[WHAT THIS TASK INVOLVES]: Each entry below is to be copied verbatim, with no line missing.

· · · · · · ·

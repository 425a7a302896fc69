//! Shared fixtures for integration tests
//!
//! Spins up a wiremock server standing in for the REST backend and wires a
//! gateway (and optionally an orchestrator) against it.

// Each test binary uses a different subset of these helpers.
#![allow(dead_code)]

use std::sync::Arc;
use std::time::Duration;

use serde_json::{json, Value};
use wiremock::matchers::{method, path};
use wiremock::{Mock, MockServer, ResponseTemplate};

use skillversity_client::auth::AuthOrchestrator;
use skillversity_client::{BackendStrategy, ClientConfig, Gateway, SessionStore};

/// Start a mock backend whose health check succeeds.
pub async fn healthy_backend() -> MockServer {
    let server = MockServer::start().await;
    Mock::given(method("GET"))
        .and(path("/health-check"))
        .respond_with(ResponseTemplate::new(200).set_body_json(json!({"status": "ok"})))
        .mount(&server)
        .await;
    server
}

/// Build a REST gateway against the given mock server.
pub fn gateway_for(server: &MockServer) -> (Arc<Gateway>, SessionStore) {
    let config = ClientConfig::builder()
        .base_url(server.uri())
        .request_timeout(Duration::from_secs(2))
        .health_timeout(Duration::from_secs(1))
        .build()
        .expect("test config is valid");
    let session = SessionStore::new();
    let gateway = Arc::new(Gateway::new(&config, session.clone()).expect("gateway builds"));
    (gateway, session)
}

/// Start a mock BaaS whose health check succeeds.
pub async fn healthy_baas() -> MockServer {
    let server = MockServer::start().await;
    Mock::given(method("GET"))
        .and(path("/auth/v1/health"))
        .respond_with(ResponseTemplate::new(200).set_body_json(json!({})))
        .mount(&server)
        .await;
    server
}

/// Build a BaaS gateway against the given mock server.
pub fn baas_gateway_for(server: &MockServer) -> (Arc<Gateway>, SessionStore) {
    let config = ClientConfig::builder()
        .base_url(server.uri())
        .backend(BackendStrategy::Baas)
        .anon_key("anon-test-key")
        .request_timeout(Duration::from_secs(2))
        .health_timeout(Duration::from_secs(1))
        .build()
        .expect("test config is valid");
    let session = SessionStore::new();
    let gateway = Arc::new(Gateway::new(&config, session.clone()).expect("gateway builds"));
    (gateway, session)
}

/// A `profiles` table row in the BaaS wire shape.
pub fn profile_json(id: &str, role: &str, metadata: Value) -> Value {
    json!({
        "id": id,
        "email": "ada@example.com",
        "username": "ada",
        "role": role,
        "created_at": "2024-01-01T00:00:00+00:00",
        "metadata": metadata
    })
}

/// Build an orchestrator on top of a fresh gateway.
pub fn orchestrator_for(server: &MockServer) -> (Arc<AuthOrchestrator>, SessionStore) {
    let (gateway, session) = gateway_for(server);
    (
        Arc::new(AuthOrchestrator::new(gateway, session.clone())),
        session,
    )
}

/// A minimal course payload in the REST wire shape.
pub fn course_json(id: &str, title: &str) -> Value {
    json!({
        "id": id,
        "title": title,
        "author": "Dr. Sarah Johnson",
        "image": "https://example.com/cover.jpg",
        "rating": 4.8,
        "duration": "8 weeks",
        "price": "₦15,000",
        "category": "Data Science",
        "createdAt": "2024-01-02T10:00:00",
        "viewCount": 1250,
        "enrollmentCount": 320,
        "popularityScore": 95
    })
}

/// A principal payload in the REST wire shape.
pub fn user_json(id: &str, email: &str, role: &str) -> Value {
    json!({
        "id": id,
        "email": email,
        "username": "learner",
        "role": role,
        "created_at": "2024-01-01T00:00:00"
    })
}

· · · · · · ·

[SOLUTION]:
repository 425a7a302896fc69
//! Shared fixtures for integration tests
//!
//! Spins up a wiremock server standing in for the REST backend and wires a
//! gateway (and optionally an orchestrator) against it.

// Each test binary uses a different subset of these helpers.
#![allow(dead_code)]

use std::sync::Arc;
use std::time::Duration;

use serde_json::{json, Value};
use wiremock::matchers::{method, path};
use wiremock::{Mock, MockServer, ResponseTemplate};

use skillversity_client::auth::AuthOrchestrator;
use skillversity_client::{BackendStrategy, ClientConfig, Gateway, SessionStore};

/// Start a mock backend whose health check succeeds.
pub async fn healthy_backend() -> MockServer {
    let server = MockServer::start().await;
    Mock::given(method("GET"))
        .and(path("/health-check"))
        .respond_with(ResponseTemplate::new(200).set_body_json(json!({"status": "ok"})))
        .mount(&server)
        .await;
    server
}

/// Build a REST gateway against the given mock server.
pub fn gateway_for(server: &MockServer) -> (Arc<Gateway>, SessionStore) {
    let config = ClientConfig::builder()
        .base_url(server.uri())
        .request_timeout(Duration::from_secs(2))
        .health_timeout(Duration::from_secs(1))
        .build()
        .expect("test config is valid");
    let session = SessionStore::new();
    let gateway = Arc::new(Gateway::new(&config, session.clone()).expect("gateway builds"));
    (gateway, session)
}

/// Start a mock BaaS whose health check succeeds.
pub async fn healthy_baas() -> MockServer {
    let server = MockServer::start().await;
    Mock::given(method("GET"))
        .and(path("/auth/v1/health"))
        .respond_with(ResponseTemplate::new(200).set_body_json(json!({})))
        .mount(&server)
        .await;
    server
}

/// Build a BaaS gateway against the given mock server.
pub fn baas_gateway_for(server: &MockServer) -> (Arc<Gateway>, SessionStore) {
    let config = ClientConfig::builder()
        .base_url(server.uri())
        .backend(BackendStrategy::Baas)
        .anon_key("anon-test-key")
        .request_timeout(Duration::from_secs(2))
        .health_timeout(Duration::from_secs(1))
        .build()
        .expect("test config is valid");
    let session = SessionStore::new();
    let gateway = Arc::new(Gateway::new(&config, session.clone()).expect("gateway builds"));
    (gateway, session)
}

/// A `profiles` table row in the BaaS wire shape.
pub fn profile_json(id: &str, role: &str, metadata: Value) -> Value {
    json!({
        "id": id,
        "email": "ada@example.com",
        "username": "ada",
        "role": role,
        "created_at": "2024-01-01T00:00:00+00:00",
        "metadata": metadata
    })
}

/// Build an orchestrator on top of a fresh gateway.
pub fn orchestrator_for(server: &MockServer) -> (Arc<AuthOrchestrator>, SessionStore) {
    let (gateway, session) = gateway_for(server);
    (
        Arc::new(AuthOrchestrator::new(gateway, session.clone())),
        session,
    )
}

/// A minimal course payload in the REST wire shape.
pub fn course_json(id: &str, title: &str) -> Value {
    json!({
        "id": id,
        "title": title,
        "author": "Dr. Sarah Johnson",
        "image": "https://example.com/cover.jpg",
        "rating": 4.8,
        "duration": "8 weeks",
        "price": "₦15,000",
        "category": "Data Science",
        "createdAt": "2024-01-02T10:00:00",
        "viewCount": 1250,
        "enrollmentCount": 320,
        "popularityScore": 95
    })
}

/// A principal payload in the REST wire shape.
pub fn user_json(id: &str, email: &str, role: &str) -> Value {
    json!({
        "id": id,
        "email": email,
        "username": "learner",
        "role": role,
        "created_at": "2024-01-01T00:00:00"
    })
}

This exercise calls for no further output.